*PROVIDED RECORDS*.

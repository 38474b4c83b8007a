//! Bounded, deduplicated conversion history
//!
//! The list is newest-first, capped at [`MAX_HISTORY_ITEMS`], and persisted as
//! a JSON array under a fixed key. Every change builds a new list and swaps it
//! in whole; entries themselves are never edited.

use std::sync::Arc;

use super::entry::HistoryItem;
use super::storage::{KeyValueStore, StoreResult};

/// Entries kept per tool
pub const MAX_HISTORY_ITEMS: usize = 10;

/// History list for one tool
pub struct HistoryStore<T: HistoryItem> {
    key: String,
    storage: Arc<dyn KeyValueStore>,
    entries: Vec<T>,
}

impl<T: HistoryItem> HistoryStore<T> {
    /// Load the list stored under `key`
    ///
    /// History is advisory: a missing key, unreadable store or corrupt JSON
    /// all yield an empty list.
    pub fn load(storage: Arc<dyn KeyValueStore>, key: impl Into<String>) -> Self {
        let key = key.into();

        let mut entries = match storage.get(&key) {
            Ok(Some(json)) => serde_json::from_str::<Vec<T>>(&json).unwrap_or_else(|e| {
                tracing::warn!("Discarding unreadable history under '{}': {}", key, e);
                Vec::new()
            }),
            Ok(None) => Vec::new(),
            Err(e) => {
                tracing::warn!("Failed to load history '{}': {}", key, e);
                Vec::new()
            }
        };
        entries.truncate(MAX_HISTORY_ITEMS);

        Self {
            key,
            storage,
            entries,
        }
    }

    /// Storage key this history persists under
    pub fn key(&self) -> &str {
        &self.key
    }

    /// Entries, newest first
    pub fn entries(&self) -> &[T] {
        &self.entries
    }

    pub fn len(&self) -> usize {
        self.entries.len()
    }

    pub fn is_empty(&self) -> bool {
        self.entries.is_empty()
    }

    /// Prepend `entry` unless it repeats the most recent conversion
    ///
    /// Returns whether the list changed.
    pub fn record(&mut self, entry: T) -> bool {
        if let Some(latest) = self.entries.first() {
            if latest.same_conversion(&entry) {
                tracing::debug!("Skipping duplicate history entry for '{}'", self.key);
                return false;
            }
        }

        let mut updated = Vec::with_capacity(MAX_HISTORY_ITEMS);
        updated.push(entry);
        updated.extend(self.entries.iter().take(MAX_HISTORY_ITEMS - 1).cloned());
        self.entries = updated;

        if let Err(e) = self.persist() {
            tracing::error!("Failed to save history '{}': {}", self.key, e);
        }
        true
    }

    /// Drop every entry and remove the stored key
    pub fn clear(&mut self) {
        self.entries = Vec::new();
        if let Err(e) = self.storage.remove(&self.key) {
            tracing::error!("Failed to clear history '{}': {}", self.key, e);
        }
    }

    fn persist(&self) -> StoreResult<()> {
        let json = serde_json::to_string(&self.entries)?;
        self.storage.set(&self.key, &json)
    }
}

#[cfg(test)]
mod tests {
    use super::*;
    use crate::history::entry::ConversionHistoryEntry;
    use crate::history::storage::{MemoryStore, StoreError};

    const KEY: &str = "colorConverterHistory";

    fn entry(input: &str) -> ConversionHistoryEntry {
        ConversionHistoryEntry::new(input, format!("out-{}", input), "hex", "rgb")
    }

    fn store() -> Arc<dyn KeyValueStore> {
        Arc::new(MemoryStore::new())
    }

    /// Store whose every operation fails
    struct BrokenStore;

    impl KeyValueStore for BrokenStore {
        fn get(&self, _key: &str) -> StoreResult<Option<String>> {
            Err(StoreError::Poisoned)
        }

        fn set(&self, _key: &str, _value: &str) -> StoreResult<()> {
            Err(StoreError::Poisoned)
        }

        fn remove(&self, _key: &str) -> StoreResult<()> {
            Err(StoreError::Poisoned)
        }
    }

    #[test]
    fn test_unreadable_store_loads_empty() {
        let history: HistoryStore<ConversionHistoryEntry> = HistoryStore::load(Arc::new(BrokenStore), KEY);
        assert!(history.is_empty());
    }

    #[test]
    fn test_failed_writes_keep_in_memory_history() {
        let mut history = HistoryStore::load(Arc::new(BrokenStore), KEY);
        for i in 0..12 {
            assert!(history.record(entry(&i.to_string())));
        }
        assert_eq!(history.len(), MAX_HISTORY_ITEMS);
        assert_eq!(history.entries()[0].input_value, "11");

        assert!(!history.record(entry("11")));

        history.clear();
        assert!(history.is_empty());
    }

    #[test]
    fn test_keeps_ten_most_recent_newest_first() {
        let mut history = HistoryStore::load(store(), KEY);
        for i in 0..11 {
            assert!(history.record(entry(&i.to_string())));
        }

        assert_eq!(history.len(), MAX_HISTORY_ITEMS);
        let inputs: Vec<&str> = history.entries().iter().map(|e| e.input_value.as_str()).collect();
        assert_eq!(inputs, vec!["10", "9", "8", "7", "6", "5", "4", "3", "2", "1"]);
    }

    #[test]
    fn test_duplicate_of_latest_is_ignored() {
        let mut history = HistoryStore::load(store(), KEY);
        history.record(entry("a"));
        history.record(entry("b"));
        let before = history.entries().to_vec();

        assert!(!history.record(entry("b")));
        assert_eq!(history.entries(), before.as_slice());
    }

    #[test]
    fn test_duplicate_of_older_entry_is_recorded() {
        let mut history = HistoryStore::load(store(), KEY);
        history.record(entry("a"));
        history.record(entry("b"));
        assert!(history.record(entry("a")));
        assert_eq!(history.len(), 3);
    }

    #[test]
    fn test_persists_and_reloads() {
        let storage = store();
        let mut history = HistoryStore::load(Arc::clone(&storage), KEY);
        history.record(entry("a"));
        history.record(entry("b"));

        let reloaded: HistoryStore<ConversionHistoryEntry> = HistoryStore::load(storage, KEY);
        assert_eq!(reloaded.entries(), history.entries());
    }

    #[test]
    fn test_clear_removes_key() {
        let storage = store();
        let mut history = HistoryStore::load(Arc::clone(&storage), KEY);
        history.record(entry("a"));
        history.clear();

        assert!(history.is_empty());
        assert_eq!(storage.get(KEY).unwrap(), None);
    }

    #[test]
    fn test_corrupt_json_loads_empty() {
        let storage = store();
        storage.set(KEY, "{not json").unwrap();

        let history: HistoryStore<ConversionHistoryEntry> = HistoryStore::load(storage, KEY);
        assert!(history.is_empty());
        assert_eq!(history.key(), KEY);
    }

    #[test]
    fn test_oversized_stored_list_is_truncated() {
        let storage = store();
        let entries: Vec<ConversionHistoryEntry> = (0..15).map(|i| entry(&i.to_string())).collect();
        storage.set(KEY, &serde_json::to_string(&entries).unwrap()).unwrap();

        let history: HistoryStore<ConversionHistoryEntry> = HistoryStore::load(storage, KEY);
        assert_eq!(history.len(), MAX_HISTORY_ITEMS);
        assert_eq!(history.entries()[0].input_value, "0");
    }
}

*WHAT IS EXPECTED*. Read the entries and show each line that mentions "ConversionHistoryEntry".

*RESULT FOR THIS TASK*.
    use crate::history::entry::ConversionHistoryEntry;
    fn entry(input: &str) -> ConversionHistoryEntry {
        ConversionHistoryEntry::new(input, format!("out-{}", input), "hex", "rgb")
        let history: HistoryStore<ConversionHistoryEntry> = HistoryStore::load(Arc::new(BrokenStore), KEY);
        let reloaded: HistoryStore<ConversionHistoryEntry> = HistoryStore::load(storage, KEY);
        let history: HistoryStore<ConversionHistoryEntry> = HistoryStore::load(storage, KEY);
        let entries: Vec<ConversionHistoryEntry> = (0..15).map(|i| entry(&i.to_string())).collect();
        let history: HistoryStore<ConversionHistoryEntry> = HistoryStore::load(storage, KEY);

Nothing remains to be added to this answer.